Setelah melihat potongan adegan itu, Steven tiba-tiba merasakan sesuatu menyerang dadanya, tapi itu bukan perasaan yang sama seperti yang biasa ia rasakan ketika bersama Marc. Serangan kali ini membuat Steven kehilangan senyum dan semangatnya. Kekhawatirannya akan Marc raib dalam sekejap mata, energinya tiba-tiba terasa diserap oleh lintah raksasa. Sementara tawa di dalam kamar semakin keras dan seru, Steven merasakan kakinya kehilangan keseimbangan. Tepat sebelum tubuhnya jatuh ke lantai, terdengar suara swush kencang, yang mendorong tubuhnya ke depan. Ketika Steven membuka matanya kembali, ia mendapati dirinya terkulai di kursi, dengan seseorang menepuk-nepuk pipinya.

"Grant?! Sadarlah, sadar...."

Steven mencoba mengangkat tubuhnya. Dane membantunya untuk duduk tegak.

"Sudah kubilang bukan, jangan memaksakan diri?! Apa kau belum makan dari tadi pagi?"

Butuh waktu bagi Steven sebelum bisa menjawab pertanyaan itu. Ia merasakan tubuhnya lemas. Padahal, baru beberapa menit ia meninggalkan kemudi. Sepertinya, staminanya akan terus berkurang jika ia terlalu sering meninggalkan tubuhnya tanpa awak.

"Aku akan mencarikanmu makan, okay?" Suara Dane kembali menyadarkannya. "Minumlah air ini dan jangan terlalu banyak bergerak."

Steven mengangguk lemah dan membiarkan Dane pergi meninggalkannya.
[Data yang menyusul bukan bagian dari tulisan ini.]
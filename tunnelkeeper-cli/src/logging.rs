use std::fs::{File, OpenOptions};
use std::path::{Path, PathBuf};
use std::sync::Mutex;

use anyhow::{Context, Result};
use tracing_subscriber::EnvFilter;

const LOG_ENV: &str = "TUNNELKEEPER_LOG";

pub fn default_log_path() -> PathBuf {
    std::env::temp_dir().join("tunnelkeeper.log")
}

/// Installs the global subscriber. Output goes to `path`, never to the terminal
/// the dashboard is drawing on.
pub fn init(path: &Path) -> Result<()> {
    let filter = EnvFilter::try_from_env(LOG_ENV).unwrap_or_else(|_| EnvFilter::new("info"));
    let file: File = OpenOptions::new()
        .create(true)
        .append(true)
        .open(path)
        .with_context(|| format!("opening log file {}", path.display()))?;

    tracing_subscriber::fmt()
        .with_env_filter(filter)
        .with_writer(Mutex::new(file))
        .with_ansi(false)
        .with_target(false)
        .try_init()
        .map_err(|err| anyhow::anyhow!("installing log subscriber: {}", err))
}
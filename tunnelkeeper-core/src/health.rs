use std::time::{Duration, SystemTime};

use tracing::debug;

use crate::config::ClusterSettings;
use crate::message::{HealthReport, Task};
use crate::model::{ClusterPair, ClusterRole};
use crate::state::ClusterHealth;

/// Why a health report was not applied.
#[derive(Clone, Debug, PartialEq, Eq)]
pub struct StaleReport {
    pub reported: String,
    pub current: Option<String>,
}

/// Periodic readiness polling for the configured clusters.
///
/// Each (re)start begins a new tick generation; ticks from an older generation are
/// ignored so at most one chain is ever live.
#[derive(Debug)]
pub struct HealthPoller {
    interval: Duration,
    generation: u64,
    pub primary: ClusterHealth,
    pub secondary: ClusterHealth,
}

impl HealthPoller {
    pub fn new(interval: Duration) -> Self {
        Self {
            interval,
            generation: 0,
            primary: ClusterHealth::default(),
            secondary: ClusterHealth::default(),
        }
    }

    pub fn generation(&self) -> u64 {
        self.generation
    }

    pub fn get(&self, role: ClusterRole) -> &ClusterHealth {
        match role {
            ClusterRole::Primary => &self.primary,
            ClusterRole::Secondary => &self.secondary,
        }
    }

    fn get_mut(&mut self, role: ClusterRole) -> &mut ClusterHealth {
        match role {
            ClusterRole::Primary => &mut self.primary,
            ClusterRole::Secondary => &mut self.secondary,
        }
    }

    /// Ends the current tick chain without starting another.
    pub fn pause(&mut self) {
        self.generation += 1;
    }

    /// Resets both records for `pair`, queries immediately and starts a new chain.
    pub fn restart(&mut self, pair: &ClusterPair, settings: &ClusterSettings) -> Vec<Task> {
        self.generation += 1;
        self.primary = ClusterHealth::for_cluster(pair.cluster(ClusterRole::Primary));
        self.secondary = ClusterHealth::for_cluster(pair.cluster(ClusterRole::Secondary));

        let mut tasks = self.queries(pair, settings);
        tasks.push(self.next_tick());
        tasks
    }

    /// Handles a tick. Returns `None` for a tick from a superseded chain.
    pub fn on_tick(
        &mut self,
        generation: u64,
        pair: Option<&ClusterPair>,
        settings: &ClusterSettings,
    ) -> Option<Vec<Task>> {
        if generation != self.generation {
            debug!(generation, current = self.generation, "dropping stale health tick");
            return None;
        }
        let mut tasks = pair
            .map(|pair| self.queries(pair, settings))
            .unwrap_or_default();
        tasks.push(self.next_tick());
        Some(tasks)
    }

    fn next_tick(&self) -> Task {
        Task::HealthTick {
            generation: self.generation,
            after: self.interval,
        }
    }

    /// One readiness query per configured role; marks each as loading.
    fn queries(&mut self, pair: &ClusterPair, settings: &ClusterSettings) -> Vec<Task> {
        let mut tasks = Vec::new();
        for role in [ClusterRole::Primary, ClusterRole::Secondary] {
            let Some(cluster) = pair.cluster(role) else {
                continue;
            };
            self.get_mut(role).is_loading = true;
            tasks.push(Task::QueryHealth {
                context: settings.context_for(&cluster),
                cluster,
                role,
            });
        }
        tasks
    }

    /// Applies a report if it still describes the configured cluster of its role.
    pub fn apply(
        &mut self,
        report: HealthReport,
        pair: Option<&ClusterPair>,
    ) -> Result<(), StaleReport> {
        let current = pair.and_then(|p| p.cluster(report.role));
        if current.as_deref() != Some(report.cluster.as_str()) {
            return Err(StaleReport {
                reported: report.cluster,
                current,
            });
        }

        let health = self.get_mut(report.role);
        match report.result {
            Ok(counts) => {
                health.ready_nodes = counts.ready;
                health.total_nodes = counts.total;
                health.error = None;
            }
            Err(err) => health.error = Some(err),
        }
        health.is_loading = false;
        health.last_updated = Some(SystemTime::now());
        Ok(())
    }
}
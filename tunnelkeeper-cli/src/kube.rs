//! Cluster client backed by the login tool and `kubectl`.

use std::process::{Output, Stdio};

use async_trait::async_trait;
use serde::Deserialize;
use tokio::process::Command;
use tracing::debug;

use tunnelkeeper_core::cluster::{ClientError, ClusterCatalog, ClusterClient, LoginOutput, NodeCounts};
use tunnelkeeper_core::config::{ClusterSettings, DashboardConfig};

pub struct KubeClient {
    kubectl: String,
    config: DashboardConfig,
}

impl KubeClient {
    pub fn new(config: &DashboardConfig) -> Self {
        Self {
            kubectl: config.tools.kubectl.clone(),
            config: config.clone(),
        }
    }

    async fn kubectl(&self, args: &[&str]) -> Result<Output, ClientError> {
        run(&self.kubectl, args.iter().map(|a| a.to_string()).collect()).await
    }
}

/// Runs a program to completion; a non-zero exit is an error carrying stderr.
/// The child is killed if the future is dropped (e.g. on timeout).
async fn run(program: &str, args: Vec<String>) -> Result<Output, ClientError> {
    debug!(program, ?args, "running");
    let output = Command::new(program)
        .args(&args)
        .stdin(Stdio::null())
        .kill_on_drop(true)
        .output()
        .await
        .map_err(|source| ClientError::Spawn {
            program: program.to_string(),
            source,
        })?;

    if output.status.success() {
        Ok(output)
    } else {
        Err(ClientError::Failed {
            program: program.to_string(),
            code: output.status.code(),
            stderr: String::from_utf8_lossy(&output.stderr).trim().to_string(),
        })
    }
}

#[async_trait]
impl ClusterClient for KubeClient {
    async fn authenticate(&self, cluster: &str) -> Result<LoginOutput, ClientError> {
        let mut argv = self.config.login_command(cluster).into_iter();
        let Some(program) = argv.next() else {
            return Err(ClientError::Parse {
                program: "login".into(),
                reason: "empty login command".into(),
            });
        };
        let output = run(&program, argv.collect()).await?;
        Ok(LoginOutput {
            stdout: String::from_utf8_lossy(&output.stdout).into_owned(),
            stderr: String::from_utf8_lossy(&output.stderr).into_owned(),
        })
    }

    async fn switch_context(&self, context: &str) -> Result<(), ClientError> {
        self.kubectl(&["config", "use-context", context]).await?;
        Ok(())
    }

    async fn active_context(&self) -> Result<String, ClientError> {
        let output = self.kubectl(&["config", "current-context"]).await?;
        let context = String::from_utf8_lossy(&output.stdout).trim().to_string();
        if context.is_empty() {
            return Err(ClientError::Parse {
                program: self.kubectl.clone(),
                reason: "no current context".into(),
            });
        }
        Ok(context)
    }

    async fn node_readiness(&self, context: &str) -> Result<NodeCounts, ClientError> {
        let output = self
            .kubectl(&["get", "nodes", "--context", context, "-o", "json"])
            .await?;
        parse_node_readiness(&output.stdout).map_err(|err| ClientError::Parse {
            program: self.kubectl.clone(),
            reason: err.to_string(),
        })
    }

    async fn list_clusters(&self) -> Result<ClusterCatalog, ClientError> {
        let output = self.kubectl(&["config", "get-contexts", "-o", "name"]).await?;
        let stdout = String::from_utf8_lossy(&output.stdout);
        Ok(catalog_from_contexts(&self.config.clusters, &stdout))
    }
}

#[derive(Deserialize)]
struct NodeList {
    #[serde(default)]
    items: Vec<Node>,
}

#[derive(Deserialize)]
struct Node {
    #[serde(default)]
    status: NodeStatus,
}

#[derive(Default, Deserialize)]
struct NodeStatus {
    #[serde(default)]
    conditions: Vec<NodeCondition>,
}

#[derive(Deserialize)]
struct NodeCondition {
    #[serde(rename = "type")]
    kind: String,
    status: String,
}

/// Counts nodes whose `Ready` condition is `True` in `kubectl get nodes -o json`.
fn parse_node_readiness(json: &[u8]) -> Result<NodeCounts, serde_json::Error> {
    let list: NodeList = serde_json::from_slice(json)?;
    let ready = list
        .items
        .iter()
        .filter(|node| {
            node.status
                .conditions
                .iter()
                .any(|c| c.kind == "Ready" && c.status == "True")
        })
        .count();
    Ok(NodeCounts {
        ready: ready as u32,
        total: list.items.len() as u32,
    })
}

/// Cluster names are the contexts carrying the configured prefix, prefix removed.
fn catalog_from_contexts(clusters: &ClusterSettings, contexts: &str) -> ClusterCatalog {
    ClusterCatalog::from_names(
        contexts
            .lines()
            .map(str::trim)
            .filter_map(|ctx| clusters.cluster_for(ctx)),
    )
}

#[cfg(test)]
mod tests {
    use super::*;

    const NODES: &str = r#"{
      "items": [
        {"status": {"conditions": [
          {"type": "MemoryPressure", "status": "False"},
          {"type": "Ready", "status": "True"}
        ]}},
        {"status": {"conditions": [{"type": "Ready", "status": "Unknown"}]}},
        {"status": {}}
      ]
    }"#;

    #[test]
    fn test_parse_node_readiness() {
        let counts = parse_node_readiness(NODES.as_bytes()).unwrap();
        assert_eq!(counts, NodeCounts { ready: 1, total: 3 });
    }

    #[test]
    fn test_parse_empty_node_list() {
        let counts = parse_node_readiness(br#"{"kind": "List"}"#).unwrap();
        assert_eq!(counts, NodeCounts::default());
        assert!(parse_node_readiness(b"not json").is_err());
    }

    #[test]
    fn test_catalog_only_uses_prefixed_contexts() {
        let clusters = ClusterSettings {
            context_prefix: "tp-".into(),
            ..Default::default()
        };
        let contexts = "tp-alpha\ntp-alpha-edge\nminikube\ntp-\n tp-beta \n";
        let catalog = catalog_from_contexts(&clusters, contexts);
        assert_eq!(catalog.primaries, vec!["alpha", "beta"]);
        assert_eq!(catalog.secondaries_of("alpha"), ["edge"]);
    }

    #[tokio::test]
    async fn test_missing_login_tool_is_spawn_error() {
        let mut config = DashboardConfig::default();
        config.tools.login = vec!["definitely-not-a-real-login-tk".into(), "{cluster}".into()];
        let err = KubeClient::new(&config).authenticate("alpha").await.unwrap_err();
        assert!(matches!(err, ClientError::Spawn { .. }), "{}", err);
    }
}
//! Fault classification for automatic proxy recovery.

use std::fmt;

/// Why a background task ended.
///
/// Launchers report this directly when they know it (exit codes, spawn errors);
/// [`Fault::classify`] covers faults that only arrive as text.
#[derive(Clone, Debug, PartialEq, Eq)]
pub enum Fault {
    ConnectionRefused,
    ExecutableMissing,
    ExitedNonZero(i32),
    /// The task was stopped on purpose
    Stopped,
    Other(String),
}

impl Fault {
    pub fn classify(text: &str) -> Fault {
        let lower = text.to_lowercase();
        if lower.contains("stopping") || lower.contains("stopped") {
            Fault::Stopped
        } else if lower.contains("connection refused") {
            Fault::ConnectionRefused
        } else if lower.contains("executable file not found")
            || lower.contains("command not found")
            || lower.contains("no such file or directory")
        {
            Fault::ExecutableMissing
        } else if let Some(code) = exit_code_in(&lower) {
            Fault::ExitedNonZero(code)
        } else {
            Fault::Other(text.to_string())
        }
    }

    /// Faults worth one automatic restart.
    pub fn is_recoverable(&self) -> bool {
        match self {
            Fault::ConnectionRefused | Fault::ExecutableMissing => true,
            Fault::ExitedNonZero(code) => *code != 0,
            Fault::Stopped | Fault::Other(_) => false,
        }
    }
}

impl fmt::Display for Fault {
    fn fmt(&self, f: &mut fmt::Formatter<'_>) -> fmt::Result {
        match self {
            Fault::ConnectionRefused => write!(f, "connection refused"),
            Fault::ExecutableMissing => write!(f, "executable not found"),
            Fault::ExitedNonZero(code) => write!(f, "exited with code {}", code),
            Fault::Stopped => write!(f, "stopped"),
            Fault::Other(text) => write!(f, "{}", text),
        }
    }
}

/// Picks the first integer after "exit status" / "exit code" / "exited with code".
fn exit_code_in(lower: &str) -> Option<i32> {
    ["exit status", "exit code", "exited with code"]
        .iter()
        .find_map(|marker| {
            let rest = &lower[lower.find(marker)? + marker.len()..];
            let digits: String = rest
                .trim_start_matches([' ', ':'])
                .chars()
                .take_while(|c| c.is_ascii_digit() || *c == '-')
                .collect();
            digits.parse().ok()
        })
        .filter(|code| *code != 0)
}

/// Whether a proxy that reported `status` with `error` should be restarted.
///
/// An intentional stop never recovers, whatever the error text says.
pub fn should_recover(status: &str, error: &str) -> bool {
    recovery_wanted(status, &Fault::classify(error))
}

/// Structured form of [`should_recover`] for faults reported by a launcher.
pub fn recovery_wanted(status: &str, fault: &Fault) -> bool {
    !matches!(Fault::classify(status), Fault::Stopped) && fault.is_recoverable()
}

#[cfg(test)]
mod tests {
    use super::*;

    #[test]
    fn test_connection_refused_recovers() {
        assert!(should_recover("error", "connection refused"));
        assert!(should_recover(
            "failed",
            "dial tcp 127.0.0.1:9090: connect: Connection refused"
        ));
    }

    #[test]
    fn test_stopping_never_recovers() {
        assert!(!should_recover("stopping", "connection refused"));
        assert!(!should_recover("Stopped by operator", "exit status 1"));
    }

    #[test]
    fn test_classify_exit_codes() {
        assert_eq!(Fault::classify("exit status 2"), Fault::ExitedNonZero(2));
        assert_eq!(
            Fault::classify("process exited with code: 137"),
            Fault::ExitedNonZero(137)
        );
        assert!(matches!(Fault::classify("exit status 0"), Fault::Other(_)));
    }

    #[test]
    fn test_classify_missing_executable() {
        assert_eq!(
            Fault::classify("exec: \"promxy\": executable file not found in $PATH"),
            Fault::ExecutableMissing
        );
        assert!(Fault::ExecutableMissing.is_recoverable());
    }

    #[test]
    fn test_structured_fault_respects_stop_status() {
        assert!(recovery_wanted("failed", &Fault::ExitedNonZero(1)));
        assert!(!recovery_wanted("stopped", &Fault::ExitedNonZero(1)));
    }

    #[test]
    fn test_other_errors_do_not_recover() {
        assert!(!should_recover("error", "permission denied"));
        assert!(!Fault::Other("x".into()).is_recoverable());
        assert!(!Fault::Stopped.is_recoverable());
    }
}
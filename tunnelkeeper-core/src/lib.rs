pub mod app;
pub mod cluster;
pub mod config;
pub mod flow;
pub mod graph;
pub mod health;
pub mod message;
pub mod model;
pub mod recovery;
pub mod runtime;
pub mod snapshot;
pub mod state;
pub mod supervisor;

#[cfg(test)]
mod test_support;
Lalu, meskipun tak ingin mengingatnya lagi, potongan-potongan adegan yang Steven lihat tadi tiba-tiba kembali menghampiri otaknya, diikuti dengan serangan yang sama persis dengan yang barusan menusuk hatinya. Serangan yang menciptakan perasaan baru yang belum pernah Steven rasakan sebelumnya.

Perasaan itu terasa sangat pahit, tidak menyenangkan, menyedihkan, dan begitu tidak mengenakkan. Steven pun segera tahu, bahwa itu adalah perasaan cemburu.